The very rich are not like you and I.
No, they have more money.


Yes, this is a post about Boris Johnson. Feel free to skip.

A lot of the Boris-criticism-criticism I've been seeing lately can be more or less summed up as "don't hate him for being a posh Tory prat". After all, we wouldn't dream of saying that someone wasn't qualified for an elected position because they were too working-class, right?

The problem with that is that the two aren't equivalent. Because our Mayor has always been rich, he's always been privileged and insulated - he's been surrounded by other people of his own class, race, and wealth level to a greater extent than any council-estate hoodie, first at private school and then at Oxbridge. He's never been forced to work at something he didn't want to do, never run the risk of homelessness or bad credit, never had to live hand to mouth. (To the best of my knowledge, at least. I may be wrong about that. If so, please correct me.)

The fact that he went to Eton depresses me more than the Oxford education - after all, many people manage to get through Oxford without being ruined. (And I should stress that this isn't linked to party affiliation. At the moment, they're all posh gits.) But he was a member of the Bullingdon Club, like Cameron, there. For those of you not familiar with the term, they're a bunch of yobs who dress up in penguin costumes and go out to smash up restaurants.

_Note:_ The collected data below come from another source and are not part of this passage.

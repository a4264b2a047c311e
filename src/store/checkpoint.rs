// src/store/checkpoint.rs
// =============================================================================
// The checkpoint: one line of text naming the last top-level term whose
// whole refinement tree finished.
//
// - present  => resume at (the bucket of) this term
// - absent   => start from the beginning
//
// It is committed only between top-level terms and cleared only when the
// whole enumeration is done.
// =============================================================================

use super::atomic::write_atomic;
use crate::error::StoreError;
use std::fs;
use std::io::ErrorKind;
use std::path::PathBuf;

#[derive(Debug, Clone)]
pub struct CheckpointManager {
    path: PathBuf,
}

impl CheckpointManager {
    pub fn new(path: impl Into<PathBuf>) -> Self {
        Self { path: path.into() }
    }

    #[cfg(test)]
    pub fn path(&self) -> &std::path::Path {
        &self.path
    }

    /// Reads the checkpoint. A missing or blank file is None.
    pub fn load(&self) -> Result<Option<String>, StoreError> {
        match fs::read_to_string(&self.path) {
            Ok(contents) => {
                let term = contents.trim();
                Ok((!term.is_empty()).then(|| term.to_string()))
            }
            Err(e) if e.kind() == ErrorKind::NotFound => Ok(None),
            Err(e) => Err(StoreError::io(&self.path, e)),
        }
    }

    /// Atomically records `query` as the last completed top-level term.
    pub fn commit(&self, query: &str) -> Result<(), StoreError> {
        write_atomic(&self.path, query.as_bytes())?;
        tracing::debug!(query, path = %self.path.display(), "checkpoint committed");
        Ok(())
    }

    /// Removes the checkpoint. Clearing twice is fine.
    pub fn clear(&self) -> Result<(), StoreError> {
        match fs::remove_file(&self.path) {
            Ok(()) => Ok(()),
            Err(e) if e.kind() == ErrorKind::NotFound => Ok(()),
            Err(e) => Err(StoreError::io(&self.path, e)),
        }
    }
}
//! HTTP metrics middleware.
//!
//! Records every response, including framework-level rejections that never
//! reach a handler (404 for unknown routes, 405, 415 for a missing JSON
//! content type).

use crate::observability::metrics::record_http_request;
use axum::{extract::Request, middleware::Next, response::Response};
use std::time::Instant;

/// Record method, normalized path, status code and duration for a request.
///
/// Applied as the outermost layer.
pub async fn http_metrics_middleware(request: Request, next: Next) -> Response {
    let start = Instant::now();
    let method = request.method().to_string();
    let path = request.uri().path().to_string();

    let response = next.run(request).await;

    record_http_request(&method, &path, response.status().as_u16(), start.elapsed());

    response
}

So, like David Cameron (notorious for surrounding himself with others of his own background) he has a far smaller range of people he can identify with, empathise with, and relate to than someone like Ken Livingstone with a more rounded education and socialization. I'm not trying to say he can't, or that he has no interest in it - just that being a posh toff brings with it a lot of disadvantages when it comes to relating to ordinary people, and posh toffs are statistically much more likely to be out of touch with ordinary people than the rest of us are.

What I'd like to see - though there are more than a few problems with the idea - is a rule that nobody can stand for public office unless they've spent at least six months on Government benefits in the past.

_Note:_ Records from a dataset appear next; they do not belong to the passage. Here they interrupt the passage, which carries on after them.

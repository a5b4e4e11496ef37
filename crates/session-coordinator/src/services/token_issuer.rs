//! Room access credentials.
//!
//! Credentials are HS256 JWTs signed with the media-room API secret and
//! scoped to a single room. The media server verifies them on connect; this
//! service verifies them again when a room participant reports presence.
//!
//! # Security
//!
//! - The signing secret is held as `SecretString` and never logged
//! - Credentials are size-checked before parsing
//! - Verification failures return one generic message

use crate::config::{Config, MAX_TOKEN_TTL_SECONDS};
use crate::errors::CoordinatorError;
use crate::models::{Meeting, ParticipantKind};
use chrono::Utc;
use common::jwt::check_token_shape;
use common::secret::{ExposeSecret, SecretString};
use common::types::ParticipantIdentity;
use jsonwebtoken::{decode, encode, Algorithm, DecodingKey, EncodingKey, Header, Validation};
use serde::{Deserialize, Serialize};
use tracing::instrument;
use uuid::Uuid;

const INVALID_CREDENTIAL: &str = "The room credential is invalid or expired";

/// Permissions granted inside one room.
#[derive(Debug, Clone, PartialEq, Eq, Serialize, Deserialize)]
#[serde(rename_all = "camelCase")]
pub struct VideoGrant {
    pub room: String,
    pub room_join: bool,
    pub can_publish: bool,
    pub can_subscribe: bool,
    pub can_publish_data: bool,
}

/// Participant metadata embedded in the credential.
#[derive(Debug, Clone, PartialEq, Eq, Serialize, Deserialize)]
pub struct CredentialMetadata {
    pub kind: ParticipantKind,
}

/// Claims of a room credential.
#[derive(Debug, Clone, Serialize, Deserialize)]
pub struct RoomClaims {
    /// Media API key the credential was issued under.
    pub iss: String,

    /// Participant identity.
    pub sub: String,

    /// Display name.
    pub name: String,

    pub iat: i64,
    pub nbf: i64,
    pub exp: i64,
    pub jti: String,
    pub video: VideoGrant,

    /// JSON-encoded [`CredentialMetadata`].
    pub metadata: String,
}

impl RoomClaims {
    pub fn identity(&self) -> ParticipantIdentity {
        ParticipantIdentity::from_stored(self.sub.clone())
    }

    /// Participant kind from the metadata claim. Identities with the guest
    /// prefix are guests even when the metadata is unreadable.
    pub fn kind(&self) -> ParticipantKind {
        serde_json::from_str::<CredentialMetadata>(&self.metadata)
            .map(|m| m.kind)
            .unwrap_or_else(|_| {
                if self.identity().is_guest() {
                    ParticipantKind::Guest
                } else {
                    ParticipantKind::Member
                }
            })
    }
}

/// A freshly minted credential and everything a client needs to connect.
#[derive(Debug, Clone)]
pub struct IssuedCredential {
    pub credential: String,
    pub server_endpoint: String,
    pub room_name: String,
    pub display_name: String,
    pub identity: ParticipantIdentity,
    pub expires_in: u64,
}

/// Mints and verifies room credentials.
#[derive(Clone)]
pub struct AccessTokenIssuer {
    api_key: Option<String>,
    api_secret: Option<SecretString>,
    server_endpoint: String,
    member_ttl_seconds: u64,
    guest_ttl_seconds: u64,
}

impl AccessTokenIssuer {
    /// Build an issuer. Guest TTL is capped at the member TTL and both at 24 hours.
    pub fn new(
        api_key: Option<String>,
        api_secret: Option<SecretString>,
        server_endpoint: String,
        member_ttl_seconds: u64,
        guest_ttl_seconds: u64,
    ) -> Self {
        let member_ttl_seconds = member_ttl_seconds.min(MAX_TOKEN_TTL_SECONDS);
        Self {
            api_key,
            api_secret,
            server_endpoint,
            member_ttl_seconds,
            guest_ttl_seconds: guest_ttl_seconds.min(member_ttl_seconds),
        }
    }

    pub fn from_config(config: &Config) -> Self {
        Self::new(
            config.media_api_key.clone(),
            config.media_api_secret.clone(),
            config.media_server_url.clone(),
            config.member_token_ttl_seconds,
            config.guest_token_ttl_seconds,
        )
    }

    pub fn ttl_for(&self, kind: ParticipantKind) -> u64 {
        match kind {
            ParticipantKind::Member => self.member_ttl_seconds,
            ParticipantKind::Guest => self.guest_ttl_seconds,
        }
    }

    fn signing_material(&self) -> Result<(&str, &SecretString), CoordinatorError> {
        match (self.api_key.as_deref(), self.api_secret.as_ref()) {
            (Some(key), Some(secret)) => Ok((key, secret)),
            _ => {
                tracing::error!(
                    target: "sc.service.token_issuer",
                    "MEDIA_API_KEY and MEDIA_API_SECRET must both be configured to issue credentials"
                );
                Err(CoordinatorError::Configuration(
                    "Media credentials are not configured".to_string(),
                ))
            }
        }
    }

    /// Mint a room credential for `identity` in `meeting`.
    ///
    /// # Errors
    ///
    /// - `MeetingEnded` when the meeting is COMPLETED or CANCELLED
    /// - `Configuration` when the media API key or secret is missing
    #[instrument(skip_all, fields(meeting_id = %meeting.meeting_id, kind = kind.as_str()))]
    pub fn issue_token(
        &self,
        meeting: &Meeting,
        identity: &ParticipantIdentity,
        display_name: &str,
        kind: ParticipantKind,
    ) -> Result<IssuedCredential, CoordinatorError> {
        if meeting.status.is_terminal() {
            return Err(CoordinatorError::MeetingEnded(
                "Meeting has ended".to_string(),
            ));
        }

        let (api_key, api_secret) = self.signing_material()?;
        let ttl = self.ttl_for(kind);
        let now = Utc::now().timestamp();
        let room_name = meeting.meeting_id.room_name();

        let metadata = serde_json::to_string(&CredentialMetadata { kind }).map_err(|e| {
            CoordinatorError::Internal(format!("Failed to encode credential metadata: {e}"))
        })?;

        let claims = RoomClaims {
            iss: api_key.to_string(),
            sub: identity.as_str().to_string(),
            name: display_name.to_string(),
            iat: now,
            nbf: now,
            exp: now + i64::try_from(ttl).unwrap_or(i64::MAX / 2),
            jti: Uuid::new_v4().to_string(),
            video: VideoGrant {
                room: room_name.clone(),
                room_join: true,
                can_publish: true,
                can_subscribe: true,
                can_publish_data: true,
            },
            metadata,
        };

        let credential = encode(
            &Header::new(Algorithm::HS256),
            &claims,
            &EncodingKey::from_secret(api_secret.expose_secret().as_bytes()),
        )
        .map_err(|e| CoordinatorError::Internal(format!("Failed to sign room credential: {e}")))?;

        tracing::debug!(target: "sc.service.token_issuer", ttl_seconds = ttl, "Room credential issued");

        Ok(IssuedCredential {
            credential,
            server_endpoint: self.server_endpoint.clone(),
            room_name,
            display_name: display_name.to_string(),
            identity: identity.clone(),
            expires_in: ttl,
        })
    }

    /// Verify a credential minted by [`issue_token`](Self::issue_token).
    ///
    /// # Errors
    ///
    /// - `Unauthorized` for any signature, issuer, or expiry failure
    /// - `Configuration` when the media API key or secret is missing
    #[instrument(skip_all)]
    pub fn verify_credential(&self, token: &str) -> Result<RoomClaims, CoordinatorError> {
        check_token_shape(token).map_err(|e| {
            tracing::debug!(target: "sc.service.token_issuer", error = ?e, "Credential shape rejected");
            CoordinatorError::Unauthorized(INVALID_CREDENTIAL.to_string())
        })?;

        let (api_key, api_secret) = self.signing_material()?;

        let mut validation = Validation::new(Algorithm::HS256);
        validation.validate_exp = true;
        validation.validate_nbf = true;
        validation.set_issuer(&[api_key]);
        validation.set_required_spec_claims(&["exp", "iss", "sub"]);

        let data = decode::<RoomClaims>(
            token,
            &DecodingKey::from_secret(api_secret.expose_secret().as_bytes()),
            &validation,
        )
        .map_err(|e| {
            tracing::debug!(target: "sc.service.token_issuer", error = %e, "Credential verification failed");
            CoordinatorError::Unauthorized(INVALID_CREDENTIAL.to_string())
        })?;

        Ok(data.claims)
    }
}

#[cfg(test)]
#[allow(clippy::unwrap_used, clippy::expect_used)]
mod tests {
    use super::*;
    use crate::models::MeetingStatus;
    use common::types::MeetingId;

    fn issuer() -> AccessTokenIssuer {
        AccessTokenIssuer::new(
            Some("APIkey123".to_string()),
            Some(SecretString::from("media-secret-at-least-32-bytes-long!!".to_string())),
            "wss://media.example.com".to_string(),
            21_600,
            900,
        )
    }

    fn meeting(status: MeetingStatus) -> Meeting {
        let now = Utc::now();
        Meeting {
            meeting_id: MeetingId::new(),
            org_id: "org-1".to_string(),
            title: "Planning".to_string(),
            scheduled_at: now,
            duration_minutes: 60,
            status,
            share_token: None,
            is_public: false,
            started_at: None,
            ended_at: None,
            created_at: now,
            updated_at: now,
        }
    }

    #[test]
    fn test_issue_and_verify_member_credential() {
        let issuer = issuer();
        let meeting = meeting(MeetingStatus::Scheduled);
        let identity = ParticipantIdentity::user("user-1");

        let issued = issuer
            .issue_token(&meeting, &identity, "Alice", ParticipantKind::Member)
            .unwrap();
        assert_eq!(issued.expires_in, 21_600);
        assert_eq!(issued.room_name, meeting.meeting_id.to_string());
        assert_eq!(issued.server_endpoint, "wss://media.example.com");

        let claims = issuer.verify_credential(&issued.credential).unwrap();
        assert_eq!(claims.iss, "APIkey123");
        assert_eq!(claims.sub, "user-1");
        assert_eq!(claims.name, "Alice");
        assert_eq!(claims.video.room, meeting.meeting_id.room_name());
        assert!(claims.video.room_join && claims.video.can_publish_data);
        assert_eq!(claims.kind(), ParticipantKind::Member);
        assert_eq!(claims.exp - claims.iat, 21_600);
    }

    #[test]
    fn test_video_grant_uses_camel_case() {
        let grant = VideoGrant {
            room: "r".to_string(),
            room_join: true,
            can_publish: true,
            can_subscribe: true,
            can_publish_data: false,
        };
        let json = serde_json::to_value(&grant).unwrap();
        assert_eq!(json["roomJoin"], true);
        assert_eq!(json["canPublishData"], false);
    }

    #[test]
    fn test_guest_ttl_is_shorter_and_capped() {
        let issuer = issuer();
        assert_eq!(issuer.ttl_for(ParticipantKind::Guest), 900);

        let capped = AccessTokenIssuer::new(None, None, String::new(), 1_000_000, 2_000_000);
        assert_eq!(capped.ttl_for(ParticipantKind::Member), MAX_TOKEN_TTL_SECONDS);
        assert_eq!(capped.ttl_for(ParticipantKind::Guest), MAX_TOKEN_TTL_SECONDS);
    }

    #[test]
    fn test_terminal_meeting_rejected() {
        let issuer = issuer();
        for status in [MeetingStatus::Completed, MeetingStatus::Cancelled] {
            let result = issuer.issue_token(
                &meeting(status),
                &ParticipantIdentity::user("user-1"),
                "Alice",
                ParticipantKind::Member,
            );
            assert!(matches!(result, Err(CoordinatorError::MeetingEnded(_))));
        }
    }

    #[test]
    fn test_missing_secret_is_configuration_error() {
        let issuer = AccessTokenIssuer::new(
            Some("key".to_string()),
            None,
            "wss://media".to_string(),
            60,
            60,
        );
        let result = issuer.issue_token(
            &meeting(MeetingStatus::Scheduled),
            &ParticipantIdentity::user("user-1"),
            "Alice",
            ParticipantKind::Member,
        );
        assert!(matches!(result, Err(CoordinatorError::Configuration(_))));
    }

    #[test]
    fn test_credential_from_other_secret_rejected() {
        let other = AccessTokenIssuer::new(
            Some("APIkey123".to_string()),
            Some(SecretString::from("a-completely-different-secret-value".to_string())),
            "wss://media".to_string(),
            60,
            60,
        );
        let issued = other
            .issue_token(
                &meeting(MeetingStatus::InProgress),
                &ParticipantIdentity::guest(Uuid::new_v4()),
                "Guest",
                ParticipantKind::Guest,
            )
            .unwrap();

        let result = issuer().verify_credential(&issued.credential);
        assert!(matches!(result, Err(CoordinatorError::Unauthorized(_))));
    }

    #[test]
    fn test_guest_kind_round_trips_through_metadata() {
        let issuer = issuer();
        let issued = issuer
            .issue_token(
                &meeting(MeetingStatus::InProgress),
                &ParticipantIdentity::guest(Uuid::new_v4()),
                "Visitor",
                ParticipantKind::Guest,
            )
            .unwrap();

        let claims = issuer.verify_credential(&issued.credential).unwrap();
        assert_eq!(claims.kind(), ParticipantKind::Guest);
        assert!(claims.identity().is_guest());
        assert_eq!(claims.exp - claims.iat, 900);
    }
}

[identity profile] mirrorshard.livejournal.com 2008-05-06 09:44 pm (UTC)(link)
I didn't, actually - thank you for the clarification. That does help a bit, but it's one counterexample. I'm not in any sense accusing him of active racism or bigotry, but there is that early inexperience and insulation still.

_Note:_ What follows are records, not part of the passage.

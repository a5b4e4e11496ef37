//! Expiry sweep integration tests against a running coordinator.

use chrono::Utc;
use sc_test_utils::{
    assert_eventually, ConsistencyCategory, MeetingFixture, TestCoordinatorServer, TestUserToken,
};
use serde_json::Value;
use session_coordinator::tasks::run_sweep_once;

const ORG: &str = "org-acme";

#[tokio::test]
async fn test_sweep_completes_overdue_meeting_once() -> Result<(), anyhow::Error> {
    let server = TestCoordinatorServer::spawn().await?;
    let overdue = MeetingFixture::new(ORG)
        .starting_in_minutes(-31)
        .lasting_minutes(30)
        .insert(server.store())
        .await;
    let upcoming = MeetingFixture::new(ORG)
        .starting_in_minutes(30)
        .insert(server.store())
        .await;

    let first = run_sweep_once(server.state_machine(), server.registry(), Utc::now()).await?;
    assert_eq!(first.updated_count, 1);
    assert_eq!(first.meeting_ids, vec![overdue.meeting_id]);

    let second = run_sweep_once(server.state_machine(), server.registry(), Utc::now()).await?;
    assert_eq!(second.updated_count, 0);

    let token = TestUserToken::new("user-ada", ORG).sign();
    let client = reqwest::Client::new();

    let record: Value = client
        .get(format!("{}/api/v1/meetings/{}", server.url(), overdue.meeting_id))
        .bearer_auth(&token)
        .send()
        .await?
        .json()
        .await?;
    assert_eq!(record["status"], "COMPLETED");

    let record: Value = client
        .get(format!("{}/api/v1/meetings/{}", server.url(), upcoming.meeting_id))
        .bearer_auth(&token)
        .send()
        .await?
        .json()
        .await?;
    assert_eq!(record["status"], "SCHEDULED");

    let transcript_url = format!(
        "{}/api/v1/meetings/{}/transcript",
        server.url(),
        overdue.meeting_id
    );
    assert_eventually(ConsistencyCategory::Finalization, || {
        let client = client.clone();
        let url = transcript_url.clone();
        let token = token.clone();
        async move {
            match client.get(&url).bearer_auth(&token).send().await {
                Ok(response) if response.status() == 200 => response
                    .json::<Value>()
                    .await
                    .map(|body| body["is_partial"] == false && body["provenance"] == "FALLBACK")
                    .unwrap_or(false),
                _ => false,
            }
        }
    })
    .await
    .map_err(anyhow::Error::msg)?;

    Ok(())
}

[identity profile] purplecthulhu.livejournal.com 2008-05-06 09:50 pm (UTC)(link)
Fair enough - I have to say I was surprised to discover this over the weekend myself, which means that either he or the media haven't been making much of it in spite of all the racist allegations going round. If it's his decision not to bring it up that's to his credit, if it's the media playing it down that's to their discredit.

I'd submit, though, that his marriage would suggest he's got over any early inexperience and insulation which wouldn't have been his fault anyway.

[identity profile] friend-of-tofu.livejournal.com 2008-05-06 11:20 pm (UTC)(link)
I'd submit, though, that his marriage would suggest he's got over any early inexperience and insulation which wouldn't have been his fault anyway.

Sorry, I think that's nonsense, as I have said below.